Supplied information Block Start
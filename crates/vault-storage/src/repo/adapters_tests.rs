use super::*;

fn ts() -> chrono::DateTime<chrono::Utc> {
    chrono::DateTime::from_timestamp(1_700_000_000, 0).unwrap()
}

#[tokio::test]
async fn insert_then_get_and_by_name() {
    let pool = crate::pool::open_in_memory().await.unwrap();
    let adapter = Adapter::new(
        AdapterId::new("a1"),
        "shared",
        "llama",
        AdapterType::Lora,
        "/adapters/a1",
        1024,
        ts(),
    );
    insert(&pool, &adapter).await.unwrap();
    let fetched = get(&pool, &adapter.id).await.unwrap().unwrap();
    assert_eq!(fetched.name, "shared");
    let siblings = by_name(&pool, "shared").await.unwrap();
    assert_eq!(siblings.len(), 1);
}

#[tokio::test]
async fn delete_removes_row() {
    let pool = crate::pool::open_in_memory().await.unwrap();
    let adapter = Adapter::new(AdapterId::new("a2"), "x", "llama", AdapterType::Full, "/a2", 1, ts());
    insert(&pool, &adapter).await.unwrap();
    delete(&pool, &adapter.id).await.unwrap();
    assert!(get(&pool, &adapter.id).await.unwrap().is_none());
}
Supplied information Block End
Task to carry out: How many lines in the records above contain the word "DateTime"? Reply with the number and nothing more.

Answer to this exercise: 2